Collected data

BEGIN

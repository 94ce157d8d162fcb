//! Axum route handlers for the pitch API.

use axum::extract::State;
use axum::Json;
use serde::{Deserialize, Serialize};
use tracing::{info, warn};

use crate::catalogue::brief::ParseFailure;
use crate::catalogue::record::ModelRecord;
use crate::catalogue::spec::FilterSpec;
use crate::errors::AppError;
use crate::pitch::generator::generate_pitch;
use crate::state::AppState;

const MAX_RESULTS_CAP: usize = 20;

// ────────────────────────────────────────────────────────────────────────────
// Request / Response types
// ────────────────────────────────────────────────────────────────────────────

#[derive(Debug, Deserialize)]
pub struct PitchRequest {
    pub brief: String,
    #[serde(default = "default_max_results")]
    pub max_results: usize,
    #[serde(default = "default_agent_name")]
    pub agent_name: String,
}

fn default_max_results() -> usize {
    5
}

fn default_agent_name() -> String {
    "Athena".to_string()
}

#[derive(Debug, Serialize)]
pub struct RankedModel {
    pub score: f64,
    pub model: ModelRecord,
}

#[derive(Debug, Serialize)]
pub struct PitchResponse {
    /// The spec the AI extracted from the brief.
    pub spec: FilterSpec,
    /// How many models passed the filter before truncation to max_results.
    pub total_matched: usize,
    pub models: Vec<RankedModel>,
    pub pitch: Option<String>,
    #[serde(skip_serializing_if = "Vec::is_empty")]
    pub diagnostics: Vec<String>,
}

// ────────────────────────────────────────────────────────────────────────────
// Handler
// ────────────────────────────────────────────────────────────────────────────

/// POST /api/v1/pitch
///
/// Full pitch pipeline: parse brief → filter → rank → top N → email pitch.
///
/// A malformed AI response degrades to the empty spec with a diagnostic;
/// an unavailable AI service is an error here, since the pitch deliverable
/// is AI-generated by definition. A failed pitch call still returns the
/// ranked matches.
pub async fn handle_pitch(
    State(state): State<AppState>,
    Json(request): Json<PitchRequest>,
) -> Result<Json<PitchResponse>, AppError> {
    if request.brief.trim().is_empty() {
        return Err(AppError::Validation("brief cannot be empty".to_string()));
    }

    let mut diagnostics = Vec::new();

    let spec = match state.brief_parser.parse(&request.brief).await {
        Ok(spec) => spec,
        Err(ParseFailure::Malformed) => {
            diagnostics.push(
                "AI response could not be interpreted; matching without extracted filters"
                    .to_string(),
            );
            FilterSpec::default()
        }
        Err(failure @ ParseFailure::Unavailable(_)) => {
            return Err(AppError::Llm(failure.to_string()));
        }
    };

    let records = state.catalogue.records();
    let subset = state.engine.apply(records, &spec);
    let total_matched = subset.len();
    let ranked = state.engine.rank(subset, &spec, records);

    let top: Vec<RankedModel> = ranked
        .into_iter()
        .take(request.max_results.clamp(1, MAX_RESULTS_CAP))
        .map(|s| RankedModel {
            score: s.score,
            model: s.record.clone(),
        })
        .collect();

    let pitch = if top.is_empty() {
        diagnostics.push("No models matched the brief; no pitch generated".to_string());
        None
    } else {
        let selected: Vec<&ModelRecord> = top.iter().map(|m| &m.model).collect();
        match generate_pitch(&state.llm, &request.brief, &selected, &request.agent_name).await {
            Ok(text) => Some(text),
            Err(e) => {
                warn!("Pitch generation failed: {e}");
                diagnostics.push("Pitch generation failed; returning matches only".to_string());
                None
            }
        }
    };

    info!(
        "Pitch request matched {total_matched} models, returning {}",
        top.len()
    );

    Ok(Json(PitchResponse {
        spec,
        total_matched,
        models: top,
        pitch,
        diagnostics,
    }))
}

// ────────────────────────────────────────────────────────────────────────────
// Tests
// ────────────────────────────────────────────────────────────────────────────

END

(Work item): The answer must be a single number: the count of lines in the entries that include "ModelRecord".

(Task solution): 3